■ **PROBLEM TO WORK ON**:
What is the number of lines below that include "WHERE"? Give that number alone.

Stored items:
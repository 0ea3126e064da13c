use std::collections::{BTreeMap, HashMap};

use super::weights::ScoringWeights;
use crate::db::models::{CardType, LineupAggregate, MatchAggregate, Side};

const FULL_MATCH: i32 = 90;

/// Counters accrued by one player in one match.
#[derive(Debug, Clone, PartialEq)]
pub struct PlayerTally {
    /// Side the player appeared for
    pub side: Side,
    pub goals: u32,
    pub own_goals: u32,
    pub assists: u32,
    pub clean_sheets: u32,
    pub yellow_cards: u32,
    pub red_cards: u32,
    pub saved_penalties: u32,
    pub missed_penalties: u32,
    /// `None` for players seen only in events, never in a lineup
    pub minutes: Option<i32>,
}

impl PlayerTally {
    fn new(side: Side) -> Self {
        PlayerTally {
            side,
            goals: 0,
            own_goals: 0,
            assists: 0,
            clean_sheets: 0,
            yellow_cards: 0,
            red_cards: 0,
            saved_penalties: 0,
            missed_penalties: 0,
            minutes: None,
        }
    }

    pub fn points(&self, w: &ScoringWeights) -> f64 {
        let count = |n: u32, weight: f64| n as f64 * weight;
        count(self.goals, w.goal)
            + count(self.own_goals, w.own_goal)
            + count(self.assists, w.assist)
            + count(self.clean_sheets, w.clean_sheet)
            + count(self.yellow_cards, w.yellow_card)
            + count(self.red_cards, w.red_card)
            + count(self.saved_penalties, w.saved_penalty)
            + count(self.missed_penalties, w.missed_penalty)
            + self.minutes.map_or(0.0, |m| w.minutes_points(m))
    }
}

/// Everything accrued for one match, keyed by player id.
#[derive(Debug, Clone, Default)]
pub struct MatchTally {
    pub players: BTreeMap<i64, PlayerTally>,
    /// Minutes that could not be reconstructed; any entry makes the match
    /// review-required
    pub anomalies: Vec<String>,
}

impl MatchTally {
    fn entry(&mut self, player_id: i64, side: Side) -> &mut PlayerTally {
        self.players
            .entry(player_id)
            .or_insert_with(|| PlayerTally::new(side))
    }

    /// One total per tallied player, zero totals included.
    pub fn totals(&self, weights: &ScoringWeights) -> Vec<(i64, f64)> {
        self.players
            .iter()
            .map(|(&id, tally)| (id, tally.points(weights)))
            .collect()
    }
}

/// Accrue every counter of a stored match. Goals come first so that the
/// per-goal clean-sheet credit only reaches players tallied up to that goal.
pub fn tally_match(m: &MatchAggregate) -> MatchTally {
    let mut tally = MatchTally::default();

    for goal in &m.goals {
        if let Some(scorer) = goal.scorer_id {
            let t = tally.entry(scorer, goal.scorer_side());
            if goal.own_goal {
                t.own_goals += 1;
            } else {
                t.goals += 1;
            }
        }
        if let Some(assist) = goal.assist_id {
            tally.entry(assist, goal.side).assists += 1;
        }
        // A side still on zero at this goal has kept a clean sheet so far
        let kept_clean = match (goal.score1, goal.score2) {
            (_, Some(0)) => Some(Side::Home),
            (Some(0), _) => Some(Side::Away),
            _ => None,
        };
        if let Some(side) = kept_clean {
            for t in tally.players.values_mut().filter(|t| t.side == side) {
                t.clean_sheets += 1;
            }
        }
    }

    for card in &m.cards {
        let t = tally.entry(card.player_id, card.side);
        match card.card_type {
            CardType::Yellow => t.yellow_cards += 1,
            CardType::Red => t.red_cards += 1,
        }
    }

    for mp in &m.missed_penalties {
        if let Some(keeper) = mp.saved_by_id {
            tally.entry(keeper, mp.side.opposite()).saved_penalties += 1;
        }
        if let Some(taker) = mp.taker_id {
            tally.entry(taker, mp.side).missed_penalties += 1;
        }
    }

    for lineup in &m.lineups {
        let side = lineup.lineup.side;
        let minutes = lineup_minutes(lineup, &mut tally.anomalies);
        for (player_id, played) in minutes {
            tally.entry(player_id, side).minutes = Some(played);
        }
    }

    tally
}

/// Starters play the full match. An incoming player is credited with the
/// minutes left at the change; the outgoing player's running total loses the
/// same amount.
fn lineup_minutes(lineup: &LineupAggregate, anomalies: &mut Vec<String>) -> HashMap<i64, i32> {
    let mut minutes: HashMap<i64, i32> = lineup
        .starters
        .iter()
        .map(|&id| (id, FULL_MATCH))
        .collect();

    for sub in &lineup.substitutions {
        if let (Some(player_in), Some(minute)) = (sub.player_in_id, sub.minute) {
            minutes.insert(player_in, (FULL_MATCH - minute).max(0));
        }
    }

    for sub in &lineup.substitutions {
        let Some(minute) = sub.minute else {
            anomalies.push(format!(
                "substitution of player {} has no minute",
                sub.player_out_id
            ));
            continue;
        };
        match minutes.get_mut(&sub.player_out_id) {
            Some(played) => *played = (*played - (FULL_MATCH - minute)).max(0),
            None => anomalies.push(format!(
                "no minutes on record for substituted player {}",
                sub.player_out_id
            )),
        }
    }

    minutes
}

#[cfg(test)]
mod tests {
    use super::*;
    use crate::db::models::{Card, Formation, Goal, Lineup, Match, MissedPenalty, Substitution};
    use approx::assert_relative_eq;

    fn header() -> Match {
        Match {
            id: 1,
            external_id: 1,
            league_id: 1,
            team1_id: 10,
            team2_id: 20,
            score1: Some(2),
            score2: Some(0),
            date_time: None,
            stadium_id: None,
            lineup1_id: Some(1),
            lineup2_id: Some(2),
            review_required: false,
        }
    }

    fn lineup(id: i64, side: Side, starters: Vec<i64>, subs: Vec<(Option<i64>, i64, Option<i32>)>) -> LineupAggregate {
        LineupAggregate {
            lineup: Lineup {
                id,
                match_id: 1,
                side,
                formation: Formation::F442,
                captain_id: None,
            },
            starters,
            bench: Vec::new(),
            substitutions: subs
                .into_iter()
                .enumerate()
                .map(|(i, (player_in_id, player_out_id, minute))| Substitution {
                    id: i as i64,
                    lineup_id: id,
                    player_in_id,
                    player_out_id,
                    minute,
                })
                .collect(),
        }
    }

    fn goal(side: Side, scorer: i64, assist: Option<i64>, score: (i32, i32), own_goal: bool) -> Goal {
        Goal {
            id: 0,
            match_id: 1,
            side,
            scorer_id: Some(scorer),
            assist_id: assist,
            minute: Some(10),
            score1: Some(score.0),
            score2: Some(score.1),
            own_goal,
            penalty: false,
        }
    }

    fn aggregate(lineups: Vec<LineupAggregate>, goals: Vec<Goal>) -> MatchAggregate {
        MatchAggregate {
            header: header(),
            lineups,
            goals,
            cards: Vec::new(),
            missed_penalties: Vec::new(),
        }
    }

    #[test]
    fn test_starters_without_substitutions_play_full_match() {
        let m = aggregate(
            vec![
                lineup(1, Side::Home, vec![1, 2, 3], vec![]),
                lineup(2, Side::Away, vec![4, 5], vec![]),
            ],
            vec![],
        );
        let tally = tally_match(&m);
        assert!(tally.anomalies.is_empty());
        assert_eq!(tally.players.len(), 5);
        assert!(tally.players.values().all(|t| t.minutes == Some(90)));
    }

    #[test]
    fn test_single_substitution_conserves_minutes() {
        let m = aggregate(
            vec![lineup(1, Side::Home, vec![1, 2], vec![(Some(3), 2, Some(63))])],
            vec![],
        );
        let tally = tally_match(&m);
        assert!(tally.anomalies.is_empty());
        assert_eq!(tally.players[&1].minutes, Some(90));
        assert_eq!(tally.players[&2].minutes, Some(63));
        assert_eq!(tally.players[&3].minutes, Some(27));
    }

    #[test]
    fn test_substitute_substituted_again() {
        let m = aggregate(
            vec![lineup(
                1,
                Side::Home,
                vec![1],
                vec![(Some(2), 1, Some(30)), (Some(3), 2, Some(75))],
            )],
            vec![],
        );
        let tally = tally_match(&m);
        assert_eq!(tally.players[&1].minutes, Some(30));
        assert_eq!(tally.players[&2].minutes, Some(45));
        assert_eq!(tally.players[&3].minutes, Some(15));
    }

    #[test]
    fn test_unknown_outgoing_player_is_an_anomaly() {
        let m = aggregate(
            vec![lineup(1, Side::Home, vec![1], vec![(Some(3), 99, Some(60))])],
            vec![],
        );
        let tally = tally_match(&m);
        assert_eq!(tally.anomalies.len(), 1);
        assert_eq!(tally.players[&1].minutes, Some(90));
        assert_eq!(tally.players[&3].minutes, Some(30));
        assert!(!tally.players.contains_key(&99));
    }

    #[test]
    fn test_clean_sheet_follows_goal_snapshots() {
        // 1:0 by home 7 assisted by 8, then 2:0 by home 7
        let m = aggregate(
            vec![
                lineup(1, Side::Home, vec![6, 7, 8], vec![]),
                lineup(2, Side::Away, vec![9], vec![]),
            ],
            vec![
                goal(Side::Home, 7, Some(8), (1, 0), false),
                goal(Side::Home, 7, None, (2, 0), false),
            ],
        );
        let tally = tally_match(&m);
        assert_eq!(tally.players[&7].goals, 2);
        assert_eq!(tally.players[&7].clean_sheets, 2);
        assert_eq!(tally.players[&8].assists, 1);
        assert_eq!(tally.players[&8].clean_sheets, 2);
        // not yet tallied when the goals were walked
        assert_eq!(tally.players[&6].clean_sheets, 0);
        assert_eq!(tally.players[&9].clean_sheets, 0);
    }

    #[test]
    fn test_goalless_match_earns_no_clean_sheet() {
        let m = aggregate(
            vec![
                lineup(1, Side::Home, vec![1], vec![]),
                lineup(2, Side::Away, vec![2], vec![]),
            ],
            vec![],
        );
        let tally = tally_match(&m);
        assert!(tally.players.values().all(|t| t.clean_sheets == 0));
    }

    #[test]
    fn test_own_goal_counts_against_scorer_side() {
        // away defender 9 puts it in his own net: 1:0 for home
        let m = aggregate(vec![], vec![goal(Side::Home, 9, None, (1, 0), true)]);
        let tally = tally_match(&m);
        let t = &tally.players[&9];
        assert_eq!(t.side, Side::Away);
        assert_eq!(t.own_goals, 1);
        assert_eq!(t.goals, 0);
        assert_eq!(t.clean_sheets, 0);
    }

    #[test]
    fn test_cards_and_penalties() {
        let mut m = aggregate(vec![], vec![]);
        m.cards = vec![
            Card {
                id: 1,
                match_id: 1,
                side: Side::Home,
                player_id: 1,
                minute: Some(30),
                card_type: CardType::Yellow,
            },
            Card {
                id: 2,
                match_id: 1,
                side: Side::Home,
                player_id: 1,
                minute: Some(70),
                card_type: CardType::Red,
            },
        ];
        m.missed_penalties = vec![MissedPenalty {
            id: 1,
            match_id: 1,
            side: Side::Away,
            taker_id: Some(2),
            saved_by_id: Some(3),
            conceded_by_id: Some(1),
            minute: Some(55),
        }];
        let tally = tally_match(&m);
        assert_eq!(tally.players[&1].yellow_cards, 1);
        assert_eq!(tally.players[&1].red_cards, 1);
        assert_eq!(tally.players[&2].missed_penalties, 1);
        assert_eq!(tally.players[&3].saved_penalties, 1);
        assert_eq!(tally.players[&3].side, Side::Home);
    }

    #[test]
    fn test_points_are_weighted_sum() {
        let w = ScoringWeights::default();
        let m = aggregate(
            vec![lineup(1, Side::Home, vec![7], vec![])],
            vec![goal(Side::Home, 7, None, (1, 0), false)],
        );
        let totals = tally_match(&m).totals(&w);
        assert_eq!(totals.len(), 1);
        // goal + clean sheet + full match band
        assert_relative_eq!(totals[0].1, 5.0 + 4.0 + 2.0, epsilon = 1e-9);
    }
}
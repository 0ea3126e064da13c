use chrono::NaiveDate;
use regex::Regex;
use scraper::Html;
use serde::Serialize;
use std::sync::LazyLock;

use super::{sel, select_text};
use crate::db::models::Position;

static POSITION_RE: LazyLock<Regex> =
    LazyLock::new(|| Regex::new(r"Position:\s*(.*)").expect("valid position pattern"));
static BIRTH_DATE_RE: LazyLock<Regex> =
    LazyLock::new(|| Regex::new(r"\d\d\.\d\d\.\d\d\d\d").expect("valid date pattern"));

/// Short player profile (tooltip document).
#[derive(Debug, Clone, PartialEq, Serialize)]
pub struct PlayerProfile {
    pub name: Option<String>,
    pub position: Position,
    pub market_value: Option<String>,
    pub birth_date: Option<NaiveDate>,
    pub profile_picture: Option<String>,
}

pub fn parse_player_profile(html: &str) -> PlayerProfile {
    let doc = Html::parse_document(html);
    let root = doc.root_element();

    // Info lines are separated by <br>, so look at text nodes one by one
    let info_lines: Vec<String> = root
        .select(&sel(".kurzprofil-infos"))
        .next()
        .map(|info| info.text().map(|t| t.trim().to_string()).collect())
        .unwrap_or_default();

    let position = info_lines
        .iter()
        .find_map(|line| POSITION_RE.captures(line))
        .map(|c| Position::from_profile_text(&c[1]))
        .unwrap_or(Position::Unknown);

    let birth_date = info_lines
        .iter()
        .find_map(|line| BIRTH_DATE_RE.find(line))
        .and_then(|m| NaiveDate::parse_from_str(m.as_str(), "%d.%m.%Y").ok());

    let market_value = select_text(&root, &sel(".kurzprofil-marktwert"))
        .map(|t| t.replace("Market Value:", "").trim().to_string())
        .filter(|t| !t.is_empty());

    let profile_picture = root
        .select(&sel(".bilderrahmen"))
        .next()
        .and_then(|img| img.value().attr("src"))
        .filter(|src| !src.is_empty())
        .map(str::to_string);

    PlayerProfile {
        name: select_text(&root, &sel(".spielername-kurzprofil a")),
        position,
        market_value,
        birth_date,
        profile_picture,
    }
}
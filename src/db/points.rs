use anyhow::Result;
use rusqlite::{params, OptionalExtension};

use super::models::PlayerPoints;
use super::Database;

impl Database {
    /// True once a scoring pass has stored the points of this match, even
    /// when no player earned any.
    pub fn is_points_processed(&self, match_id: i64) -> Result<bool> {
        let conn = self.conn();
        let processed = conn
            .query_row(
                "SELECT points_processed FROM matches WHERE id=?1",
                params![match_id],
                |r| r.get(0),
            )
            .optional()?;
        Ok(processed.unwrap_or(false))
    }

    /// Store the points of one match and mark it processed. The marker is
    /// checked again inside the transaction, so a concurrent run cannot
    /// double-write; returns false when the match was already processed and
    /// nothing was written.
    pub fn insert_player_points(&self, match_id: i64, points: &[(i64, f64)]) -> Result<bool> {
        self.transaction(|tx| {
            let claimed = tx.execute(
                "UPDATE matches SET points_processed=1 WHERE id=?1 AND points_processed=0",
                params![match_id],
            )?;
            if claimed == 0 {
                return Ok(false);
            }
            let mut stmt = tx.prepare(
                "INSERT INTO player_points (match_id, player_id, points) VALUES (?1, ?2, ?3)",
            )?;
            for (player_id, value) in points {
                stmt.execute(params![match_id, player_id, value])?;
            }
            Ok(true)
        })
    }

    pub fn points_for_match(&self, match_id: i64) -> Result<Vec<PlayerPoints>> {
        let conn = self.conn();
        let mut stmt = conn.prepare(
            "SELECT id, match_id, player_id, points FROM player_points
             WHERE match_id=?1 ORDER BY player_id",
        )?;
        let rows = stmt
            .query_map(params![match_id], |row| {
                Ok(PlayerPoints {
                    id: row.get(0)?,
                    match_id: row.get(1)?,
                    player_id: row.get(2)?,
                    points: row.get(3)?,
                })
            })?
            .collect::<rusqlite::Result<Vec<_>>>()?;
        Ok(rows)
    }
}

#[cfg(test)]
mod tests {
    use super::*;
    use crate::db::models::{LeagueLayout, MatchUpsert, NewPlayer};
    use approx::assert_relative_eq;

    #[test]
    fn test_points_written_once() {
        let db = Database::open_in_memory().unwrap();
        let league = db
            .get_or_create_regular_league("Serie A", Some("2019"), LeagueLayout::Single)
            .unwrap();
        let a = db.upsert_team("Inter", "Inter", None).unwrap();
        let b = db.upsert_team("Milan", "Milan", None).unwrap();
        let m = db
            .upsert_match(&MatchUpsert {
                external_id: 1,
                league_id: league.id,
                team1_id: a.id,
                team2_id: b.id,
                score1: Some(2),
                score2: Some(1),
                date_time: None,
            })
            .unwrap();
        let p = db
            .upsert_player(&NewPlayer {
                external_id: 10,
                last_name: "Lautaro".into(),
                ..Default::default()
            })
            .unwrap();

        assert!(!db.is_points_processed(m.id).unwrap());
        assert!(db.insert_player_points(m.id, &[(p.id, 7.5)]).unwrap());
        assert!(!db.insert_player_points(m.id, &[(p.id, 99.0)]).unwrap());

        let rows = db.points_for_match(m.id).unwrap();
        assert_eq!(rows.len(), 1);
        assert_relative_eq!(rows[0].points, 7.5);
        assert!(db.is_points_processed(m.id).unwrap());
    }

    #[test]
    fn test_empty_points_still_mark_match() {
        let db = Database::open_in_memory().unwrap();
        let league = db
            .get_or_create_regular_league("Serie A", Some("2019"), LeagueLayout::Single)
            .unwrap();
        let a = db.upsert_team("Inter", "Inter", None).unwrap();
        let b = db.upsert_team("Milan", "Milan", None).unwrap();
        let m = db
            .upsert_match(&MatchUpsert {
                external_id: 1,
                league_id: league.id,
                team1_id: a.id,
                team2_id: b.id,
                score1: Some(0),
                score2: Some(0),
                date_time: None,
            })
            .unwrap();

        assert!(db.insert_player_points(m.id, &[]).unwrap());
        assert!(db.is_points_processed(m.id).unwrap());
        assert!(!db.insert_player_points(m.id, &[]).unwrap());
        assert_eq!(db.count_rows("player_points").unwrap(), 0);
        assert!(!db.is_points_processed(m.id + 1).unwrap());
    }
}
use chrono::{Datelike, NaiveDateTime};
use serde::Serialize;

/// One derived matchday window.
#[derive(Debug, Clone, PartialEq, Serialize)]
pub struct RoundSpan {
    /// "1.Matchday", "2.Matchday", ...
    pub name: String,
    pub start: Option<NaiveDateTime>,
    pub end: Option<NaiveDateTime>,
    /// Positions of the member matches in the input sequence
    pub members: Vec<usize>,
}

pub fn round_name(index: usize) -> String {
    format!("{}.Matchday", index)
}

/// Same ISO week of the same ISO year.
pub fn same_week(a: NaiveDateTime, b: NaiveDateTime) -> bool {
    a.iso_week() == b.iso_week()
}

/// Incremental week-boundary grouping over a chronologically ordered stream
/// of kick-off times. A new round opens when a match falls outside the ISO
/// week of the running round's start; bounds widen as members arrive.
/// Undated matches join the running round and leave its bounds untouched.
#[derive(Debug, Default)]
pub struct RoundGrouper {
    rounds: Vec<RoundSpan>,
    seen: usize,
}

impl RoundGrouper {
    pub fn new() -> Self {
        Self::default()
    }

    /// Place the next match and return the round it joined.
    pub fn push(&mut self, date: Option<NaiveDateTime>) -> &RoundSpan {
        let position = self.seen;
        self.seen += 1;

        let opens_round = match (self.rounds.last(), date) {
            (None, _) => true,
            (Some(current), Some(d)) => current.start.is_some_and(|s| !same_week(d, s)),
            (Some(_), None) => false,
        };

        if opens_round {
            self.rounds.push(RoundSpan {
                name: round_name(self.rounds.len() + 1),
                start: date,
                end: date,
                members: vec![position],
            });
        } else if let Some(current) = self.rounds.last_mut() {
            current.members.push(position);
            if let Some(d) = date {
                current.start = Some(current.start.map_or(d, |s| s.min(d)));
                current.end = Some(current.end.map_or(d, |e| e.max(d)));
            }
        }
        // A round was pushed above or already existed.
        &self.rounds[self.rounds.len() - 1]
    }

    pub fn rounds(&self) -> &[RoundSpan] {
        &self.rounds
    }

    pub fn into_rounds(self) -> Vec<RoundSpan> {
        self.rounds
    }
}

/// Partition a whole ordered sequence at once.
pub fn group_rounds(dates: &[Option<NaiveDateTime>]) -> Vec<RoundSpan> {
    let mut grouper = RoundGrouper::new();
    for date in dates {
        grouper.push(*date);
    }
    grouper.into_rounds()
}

■ **EXPECTED ANSWER**:
3